There were no directions as it was just in a sealed bag. Thats why I called on you guys.


----------



## PeterZ (Apr 3, 2007)

The browning of apples and pears is caused by oxidation. Ascorbic acid is an anti-oxidant. So is k-meta. It shouldnt be necessary to use both. That said, using ascorbic acid will add a little acidity to the wine if it is lacking.


----------



## Wade E (Apr 3, 2007)

Thanks Peter! Thats the 1st thing you said that I understood!


----------



## NorthernWinos (Apr 3, 2007)

1 teaspoon for 5 gallons...that is the recommendations on the label on the little jar.


I use it in all my fruit wines at bottling....


However...I may start using it on apple wine when I start to ferment....the batch I have going now seems a bit discolored...it was juice I made from some very red apples, even the inside of the Hazen Apple are a bit red...the juice was very pink...that may be the reason of the tawny color of the wine....? It is clearing nicely now.


----------



## Wade E (Apr 3, 2007)

and do you also add the k-meta at bottling too? Peter says 1 or other. Now I feel like it is a connundrum!


----------



## jobe05 (Apr 3, 2007)

wade said:


> Now I feel like it is a conundrum!




There's a white wine called Conundrum, it's very good..... Wish there was a kit that came close to that.


----------



## Wade E (Apr 3, 2007)

Sounds good!


----------



## Coaster (Apr 3, 2007)

Can you use ascorbic acid if you are going to sparkle?


----------



## Wade E (Apr 3, 2007)

Good question coaster as you cant use k-meta so something to reduce oxidation in a sparkling wine would be a plus!


----------



## geocorn (Apr 3, 2007)

Since you all started talking about ascorbic acid, my sales of it have gone crazy. Just like they did with the vintner's harvest.


Would you like a list of my slow movers so you can sell them as well? Oh, I forgot, I don't have any slow moving items, except some fancy bottles and some left over beer cappers.


----------



## Waldo (Apr 4, 2007)

Ohhhhhhhhhhh fancy bottles !!!! For a good Port or a fine Cab !!!


----------



## Wade E (Apr 4, 2007)

Awesome George!


----------



## NorthernWinos (Apr 4, 2007)

Beer cappers?


----------



## NorthernWinos (Apr 4, 2007)

Coaster said:


> Can you use ascorbic acid if you are going to sparkle?

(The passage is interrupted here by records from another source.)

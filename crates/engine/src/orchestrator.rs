//! Sync orchestration: per-platform pipelines with isolated failures.
//!
//! Each platform walks `Idle -> Authenticating -> Fetching -> Normalizing ->
//! Done | Failed` independently; a failure is logged once with full context
//! and swallowed at the platform boundary, so the platform simply
//! contributes zero orders this run. After every platform settles, the run
//! performs one bulk insert of all orders and one of all line items across
//! the platforms that succeeded, then durably advances the watermark.

use std::collections::HashSet;

use chrono::{DateTime, Utc};
use orderdeck_core::{LineItem, Order, Platform};
use tracing::instrument;

use crate::credentials::CredentialStore;
use crate::error::SyncError;
use crate::normalize;
use crate::platforms::{Connector, RawOrder, amazon};
use crate::store::OrderStore;

/// A platform pipeline's position in its state machine.
#[derive(Debug, Clone, Copy, PartialEq, Eq)]
pub enum SyncPhase {
    /// Not yet started.
    Idle,
    /// Ensuring a valid access token.
    Authenticating,
    /// Paginating raw orders.
    Fetching,
    /// Mapping raw shapes to the canonical schema.
    Normalizing,
    /// Terminal: contributed its batch to the run.
    Done,
    /// Terminal: logged and skipped; no watermark advanced.
    Failed,
}

impl std::fmt::Display for SyncPhase {
    fn fmt(&self, f: &mut std::fmt::Formatter<'_>) -> std::fmt::Result {
        let name = match self {
            Self::Idle => "idle",
            Self::Authenticating => "authenticating",
            Self::Fetching => "fetching",
            Self::Normalizing => "normalizing",
            Self::Done => "done",
            Self::Failed => "failed",
        };
        f.write_str(name)
    }
}

/// Outcome of one platform's pipeline.
#[derive(Debug)]
pub struct PlatformReport {
    /// Platform this report covers.
    pub platform: Platform,
    /// Terminal phase reached.
    pub phase: SyncPhase,
    /// New orders contributed to the run's batch.
    pub fetched: usize,
    /// Error text for a `Failed` platform.
    pub error: Option<String>,
}

/// Outcome of a whole run.
#[derive(Debug)]
pub struct SyncReport {
    /// One report per platform, in run order.
    pub platforms: Vec<PlatformReport>,
    /// Orders committed by the final bulk insert.
    pub orders_inserted: usize,
    /// Line items committed by the final bulk insert.
    pub line_items_inserted: usize,
}

/// One platform's contribution to the run.
struct PlatformBatch {
    orders: Vec<Order>,
    line_items: Vec<LineItem>,
    /// Amazon only: watermark to advance once the run's insert commits.
    watermark: Option<DateTime<Utc>>,
}

/// Drives all platform pipelines and the final insertion.
pub struct SyncOrchestrator<S> {
    http: reqwest::Client,
    connectors: Vec<Connector>,
    store: S,
}

impl<S: OrderStore> SyncOrchestrator<S> {
    /// Build an orchestrator covering every platform.
    #[must_use]
    pub fn new(http: reqwest::Client, store: S) -> Self {
        let connectors = Platform::ALL
            .iter()
            .map(|&platform| Connector::for_platform(platform, http.clone()))
            .collect();
        Self {
            http,
            connectors,
            store,
        }
    }

    /// Run one sync across all platforms.
    ///
    /// # Errors
    ///
    /// Per-platform failures are contained; only a persistence failure in
    /// the final insert (or a config persist failure after it) surfaces,
    /// and nothing is committed in that case.
    #[instrument(skip_all)]
    pub async fn run(&self, creds: &mut CredentialStore) -> Result<SyncReport, SyncError> {
        let mut batch_orders: Vec<Order> = Vec::new();
        let mut batch_items: Vec<LineItem> = Vec::new();
        let mut watermark: Option<DateTime<Utc>> = None;
        let mut reports = Vec::with_capacity(self.connectors.len());

        for connector in &self.connectors {
            let platform = connector.platform();
            match self.sync_platform(connector, creds).await {
                Ok(batch) => {
                    tracing::info!(%platform, orders = batch.orders.len(), "platform sync complete");
                    reports.push(PlatformReport {
                        platform,
                        phase: SyncPhase::Done,
                        fetched: batch.orders.len(),
                        error: None,
                    });
                    batch_orders.extend(batch.orders);
                    batch_items.extend(batch.line_items);
                    watermark = watermark.max(batch.watermark);
                }
                Err(error) => {
                    // Logged once here, then swallowed at the platform
                    // boundary: the platform contributes zero orders and no
                    // watermark moves, so the next run recovers the window.
                    tracing::error!(%platform, %error, "platform sync failed");
                    reports.push(PlatformReport {
                        platform,
                        phase: SyncPhase::Failed,
                        fetched: 0,
                        error: Some(error.to_string()),
                    });
                }
            }
        }

        // One bulk insert across all succeeded platforms; an insertion
        // failure affects every platform's results for this run equally.
        self.store.bulk_insert(&batch_orders, &batch_items).await?;

        if let Some(latest) = watermark {
            creds.advance_orders_after(latest);
            creds.persist()?;
        }

        Ok(SyncReport {
            platforms: reports,
            orders_inserted: batch_orders.len(),
            line_items_inserted: batch_items.len(),
        })
    }

    /// One platform's `Authenticating -> Fetching -> Normalizing` pipeline.
    async fn sync_platform(
        &self,
        connector: &Connector,
        creds: &mut CredentialStore,
    ) -> Result<PlatformBatch, SyncError> {
        let platform = connector.platform();

        if matches!(platform, Platform::Ebay | Platform::Amazon) {
            tracing::debug!(%platform, phase = %SyncPhase::Authenticating, "entering phase");
            creds.access_token(&self.http, platform).await?;
        }

        tracing::debug!(%platform, phase = %SyncPhase::Fetching, "entering phase");
        let known_ids = self.store.known_order_ids(platform).await?;
        let raw = connector.fetch_new_orders(creds, &known_ids).await?;

        tracing::debug!(%platform, phase = %SyncPhase::Normalizing, "entering phase");
        let normalized = raw
            .iter()
            .map(normalize::normalize)
            .collect::<Result<Vec<_>, _>>()?;

        // Server-side filters are at-least-once (Amazon's CreatedAfter is
        // inclusive at the boundary), so this second gate guarantees a
        // known id never reaches bulk_insert.
        let (orders, line_items) = filter_known(normalized, &known_ids);

        let watermark = match platform {
            Platform::Amazon => amazon::latest_purchase_date(raw.iter().filter_map(|record| {
                match record {
                    RawOrder::Amazon(order) => Some(order),
                    _ => None,
                }
            })),
            _ => None,
        };

        Ok(PlatformBatch {
            orders,
            line_items,
            watermark,
        })
    }
}

/// Drop any order (and its lines) whose id the store already holds.
///
/// This is the dedup gate every platform batch passes through before the
/// run's bulk insert; an id in `known_ids` can never reach the store again.
#[must_use]
pub fn filter_known(
    normalized: Vec<(Order, Vec<LineItem>)>,
    known_ids: &HashSet<String>,
) -> (Vec<Order>, Vec<LineItem>) {
    let mut orders = Vec::with_capacity(normalized.len());
    let mut line_items = Vec::new();
    for (order, lines) in normalized {
        if known_ids.contains(&order.order_id) {
            continue;
        }
        orders.push(order);
        line_items.extend(lines);
    }
    (orders, line_items)
}

#[cfg(test)]
mod tests {
    use rust_decimal::Decimal;

    use super::*;

    fn order(id: &str) -> (Order, Vec<LineItem>) {
        let order = Order {
            order_id: id.to_string(),
            platform: Platform::Ebay,
            creation_date: "2024-01-01T00:00:00".to_string(),
            customer_name: "buyer".to_string(),
            subtotal_amount: Decimal::new(1000, 2),
            discount_amount: Decimal::ZERO,
            delivery_amount: Decimal::ZERO,
            tax_amount: Decimal::ZERO,
            total_amount: Decimal::new(1000, 2),
        };
        let line = LineItem {
            line_id: format!("{id}-1"),
            order_id: id.to_string(),
            sku: String::new(),
            title: "item".to_string(),
            quantity: 1,
            total_amount: Decimal::new(1000, 2),
        };
        (order, vec![line])
    }

    #[test]
    fn test_filter_known_drops_order_and_its_lines() {
        let known: HashSet<String> = ["2".to_string()].into();
        let (orders, lines) = filter_known(vec![order("1"), order("2"), order("3")], &known);

        assert_eq!(orders.len(), 2);
        assert!(orders.iter().all(|o| o.order_id != "2"));
        assert_eq!(lines.len(), 2);
        assert!(lines.iter().all(|l| l.order_id != "2"));
    }

    #[test]
    fn test_filter_known_with_full_coverage_yields_nothing() {
        // Idempotence: a known-id set covering every fetched order means
        // the next run contributes zero rows.
        let known: HashSet<String> = ["1".to_string(), "2".to_string()].into();
        let (orders, lines) = filter_known(vec![order("1"), order("2")], &known);
        assert!(orders.is_empty());
        assert!(lines.is_empty());
    }

    #[test]
    fn test_phase_display_names() {
        assert_eq!(SyncPhase::Authenticating.to_string(), "authenticating");
        assert_eq!(SyncPhase::Done.to_string(), "done");
        assert_eq!(SyncPhase::Failed.to_string(), "failed");
    }
}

I always put it in at bottling, even with the sparkling apple wine...going to use it at onset of the primary fermentaion now on the apple s/w....


----------



## Wade E (Apr 4, 2007)

Excellent NW.


----------



## PeterZ (Apr 5, 2007)

OK, the following is strictly chemistry, with nothing related to experience in wine making.

Both ascorbic acid and k-meta are anti-oxidants, so both will prevent browning of fruits and vegetables. You may recall that in restuarant salad bars they used to spray the produce with a sulfite solution (Na-meta) to prevent browning, until the asthma/sulfite thing reared its ugly head.

There is a difference, however. Ascorbic acid in water (must) exists only as an ascorbate ion - C6H7O6- (I think that formula is right). K-meta in water, however, can exist in many forms. At the acidity of must/wine it is split between SO3-2 (sulphitic acid) and SO2 gas. I'd be willing to bet that it is the SO2 part that inhibits fermentation.

If I'm correct, then ascorbic acid is the perfect choice for fruit and sparkling wines, because it inhibits oxidation of the wine, while having minimal impact on the yeast.


----------



## Wade E (Apr 5, 2007)

Good info Peter.


----------